Chrono Trigger is a game that spans all generations of video gamers and demands respect on all levels. As one of the most revered and beloved titles of all time, many have wondered if and when we would ever get to go hopping through time with Crono and his colorful friends again.
Yes, I know Chrono Cross exists, but the controversial title has long been seen as a separate entity that only references Chrono Trigger from time to time. I mean, a true, honest to goodness sequel to Chrono Trigger. Jumping back in the Epoch with Lucca and Frog, battling reptiles with Ayla and Marle, fixing time threads and saving civilization with Robot and Magus all over again.
Sounds fun, right?
Well, I’ve often held the belief that Chrono Trigger does not need such a sequel. The game is more than just a great RPG, it encompasses an entire generation of games and perfectly brings together all of the good elements of JRPGs throughout the Super Nintendo’s lifespan into a single stand-alone masterpiece. In a way, this timeless classic is very much of its era, and this age that Chrono Trigger represents is a little too far removed from the current retro-happy video game world.
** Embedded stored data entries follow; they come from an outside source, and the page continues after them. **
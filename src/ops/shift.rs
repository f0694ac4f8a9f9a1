//! Power-of-two scaling: `u * 2^n` and `u / 2^n` with rounding.

use crate::error::ArithmeticError;
use crate::rounding::{OverflowMode, RoundingMode, TruncatedPart};

/// `u << n`. Negative counts delegate to [`shift_right`]. Counts of 64 and
/// above shift every bit out: zero when unchecked, overflow when checked
/// (unless the value is zero).
pub(crate) fn shift_left(
    rounding: RoundingMode,
    overflow: OverflowMode,
    u: i64,
    n: i32,
) -> Result<i64, ArithmeticError> {
    if n < 0 {
        // i32::MIN negation stays in range as a u32 count
        return shift_right_unsigned(rounding, u, n.unsigned_abs());
    }
    if u == 0 || n == 0 {
        return Ok(u);
    }
    let n = n as u32;
    if n >= 64 {
        return match overflow {
            OverflowMode::Unchecked => Ok(0),
            OverflowMode::Checked => Err(ArithmeticError::Overflow(format!("{} << {}", u, n))),
        };
    }
    let shifted = u.wrapping_shl(n);
    match overflow {
        OverflowMode::Unchecked => Ok(shifted),
        OverflowMode::Checked => {
            if shifted >> n == u {
                Ok(shifted)
            } else {
                Err(ArithmeticError::Overflow(format!("{} << {}", u, n)))
            }
        }
    }
}

/// `u >> n` rounded per `rounding` over the shifted-out bits. Negative counts
/// delegate to [`shift_left`].
pub(crate) fn shift_right(
    rounding: RoundingMode,
    overflow: OverflowMode,
    u: i64,
    n: i32,
) -> Result<i64, ArithmeticError> {
    if n < 0 {
        if n == i32::MIN {
            // the mirrored count does not fit an i32; the magnitude is
            // far beyond 64 either way
            return shift_left(rounding, overflow, u, i32::MAX);
        }
        return shift_left(rounding, overflow, u, -n);
    }
    shift_right_unsigned(rounding, u, n as u32)
}

fn shift_right_unsigned(
    rounding: RoundingMode,
    u: i64,
    n: u32,
) -> Result<i64, ArithmeticError> {
    if u == 0 || n == 0 {
        return Ok(u);
    }
    let magnitude = u.unsigned_abs() as u128;
    let sign: i64 = if u < 0 { -1 } else { 1 };
    let (truncated, part) = if n >= 64 {
        // everything is discarded; |u| <= 2^63 = half of 2^64
        let part = if n == 64 {
            TruncatedPart::for_shift(magnitude, 64)
        } else {
            TruncatedPart::LessThanHalfButNotZero
        };
        (0u64, part)
    } else {
        let truncated = (magnitude >> n) as u64;
        let remainder = magnitude - ((truncated as u128) << n);
        (truncated, TruncatedPart::for_shift(remainder, n))
    };
    let increment = rounding.calculate_increment(sign, truncated & 1 != 0, part)?;
    Ok(sign * truncated as i64 + increment)
}
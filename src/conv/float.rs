//! Conversions between `f64` and unscaled decimals.
//!
//! Both directions work on the exact binary representation: the double's
//! mantissa and the scale factor meet in a 128-bit intermediate, and the bits
//! that fall off the end are classified exactly for rounding. Text never
//! enters the picture, which is what makes inputs like
//! `0.99999999999999994` (the largest double below one) come out right.

use crate::error::ArithmeticError;
use crate::rounding::{RoundingMode, TruncatedPart};
use crate::scale::ScaleMetrics;

const MANTISSA_BITS: u32 = 52;
const MANTISSA_MASK: u64 = (1u64 << MANTISSA_BITS) - 1;
const EXPONENT_MASK: u64 = 0x7FF;
const EXPONENT_BIAS: i32 = 1023;

/// `round(value * 10^s)` for a finite double. NaN, infinities and magnitudes
/// beyond the unscaled range are rejected as illegal arguments.
pub(crate) fn from_f64(
    sm: ScaleMetrics,
    rounding: RoundingMode,
    value: f64,
) -> Result<i64, ArithmeticError> {
    if !value.is_finite() {
        return Err(ArithmeticError::IllegalArgument(format!(
            "cannot convert double to decimal: {}",
            value
        )));
    }
    let bits = value.to_bits();
    let negative = bits >> 63 != 0;
    let biased_exp = ((bits >> MANTISSA_BITS) & EXPONENT_MASK) as i32;
    let raw_mantissa = bits & MANTISSA_MASK;
    if biased_exp == 0 && raw_mantissa == 0 {
        return Ok(0);
    }
    // subnormals have no implicit bit and a fixed exponent
    let (mantissa, exp2) = if biased_exp == 0 {
        (raw_mantissa, 1 - EXPONENT_BIAS - MANTISSA_BITS as i32)
    } else {
        (
            raw_mantissa | (1u64 << MANTISSA_BITS),
            biased_exp - EXPONENT_BIAS - MANTISSA_BITS as i32,
        )
    };
    let sign: i64 = if negative { -1 } else { 1 };
    let scaled = sm.wide_scale_unsigned(mantissa);
    let (magnitude, part) = if exp2 >= 0 {
        if exp2 >= 64 || scaled.leading_zeros() < exp2 as u32 {
            return Err(out_of_range(value));
        }
        (scaled << exp2, TruncatedPart::Zero)
    } else {
        let shift = (-exp2) as u32;
        if shift >= 128 {
            (0, TruncatedPart::LessThanHalfButNotZero)
        } else {
            let truncated = scaled >> shift;
            let remainder = scaled - (truncated << shift);
            (truncated, TruncatedPart::for_shift(remainder, shift))
        }
    };
    let increment = rounding.calculate_increment(sign, magnitude & 1 != 0, part)?;
    let signed = if negative {
        -(magnitude as i128)
    } else {
        magnitude as i128
    } + increment as i128;
    if signed < i64::MIN as i128 || signed > i64::MAX as i128 {
        return Err(out_of_range(value));
    }
    Ok(signed as i64)
}

fn out_of_range(value: f64) -> ArithmeticError {
    ArithmeticError::IllegalArgument(format!(
        "double exceeds the representable decimal range: {}",
        value
    ))
}

/// The double nearest to `u * 10^-s` under the given rounding mode.
///
/// The mantissa is carved out of the exact quotient `(|u| << k) / 10^s` with
/// enough headroom bits, rounded in the requested direction using the exact
/// guard/sticky classification, and scaled by an exact power of two.
pub(crate) fn to_f64(
    sm: ScaleMetrics,
    rounding: RoundingMode,
    u: i64,
) -> Result<f64, ArithmeticError> {
    if u == 0 {
        return Ok(0.0);
    }
    let negative = u < 0;
    let sign: i64 = if negative { -1 } else { 1 };
    let magnitude = u.unsigned_abs() as u128;
    let divisor = sm.scale_factor() as u64;

    let value_bits = 128 - magnitude.leading_zeros() as i32;
    let divisor_bits = (64 - divisor.leading_zeros()) as i32;
    // aim for a 55-bit quotient so there is always an excess to round away
    let k = (55 + divisor_bits - value_bits).max(0) as u32;
    let mut quotient = (magnitude << k) / divisor as u128;
    let sticky = (magnitude << k) % divisor as u128;

    let quotient_bits = 128 - quotient.leading_zeros() as i32;
    let excess = quotient_bits - 53;
    let mut exponent = excess.max(0) - k as i32;
    let part = if excess > 0 {
        let dropped = quotient & ((1u128 << excess) - 1);
        quotient >>= excess;
        match TruncatedPart::for_shift(dropped, excess as u32) {
            TruncatedPart::Zero if sticky != 0 => TruncatedPart::LessThanHalfButNotZero,
            TruncatedPart::EqualToHalf if sticky != 0 => TruncatedPart::GreaterThanHalf,
            other => other,
        }
    } else if sticky != 0 {
        TruncatedPart::for_remainder_wide(sticky, divisor as u128)
    } else {
        TruncatedPart::Zero
    };
    let increment = rounding.calculate_increment(sign, quotient & 1 != 0, part)?;
    if increment != 0 {
        quotient += 1;
        if quotient == 1u128 << 53 {
            quotient >>= 1;
            exponent += 1;
        }
    }
    // quotient < 2^53 is exact in f64; the exponent range here is far inside
    // the normal range, so the power of two is exact as well
    let result = quotient as f64 * pow2(exponent);
    Ok(if negative { -result } else { result })
}

/// An exact power of two in `[2^-200, 2^200]`.
fn pow2(exponent: i32) -> f64 {
    f64::from_bits(((EXPONENT_BIAS + exponent) as u64) << MANTISSA_BITS)
}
I fear that high expectations would make the project not feel as genuine this time around.
… well, I thought all of that until I saw this mock-up trailer for the long-neglected release of Chrono Break from Owlboy creator Simon S. Andersen.
Yeah, just give this a glance.
In the trailer, we see the timeless Janus, in his pre-Magus days, working in collaboration with an elderly Lucca, who is mercifully not murdered like in the events of Chrono Cross. The two are recreated using the same high-resolution sprites seen in Owlboy, and they contend against foes, both familiar and new. Pre-historic riding machines from the 2300 years hint that time has been mixed up, and the cynical, dark Janus would play the protagonist this time around.
No doubt, the quest to find his sister Schala would also play a huge role in this mock-up quest as well…
Oh man, I need to play some Chrono Trigger right about now.
If such a game were ever created, would I play it? No doubt about it, I would. I’m still of the belief that Chrono Trigger’s ending is satisfying enough to last me the rest of eternity, knowing that it is always there if I feel the need to go back. However, if this is what Chrono Break’s story and tone would look like, sure, I’d be down for a romp with the old crew again.
Let’s just say, I’d rather play this than the Final Fantasy VII Remake.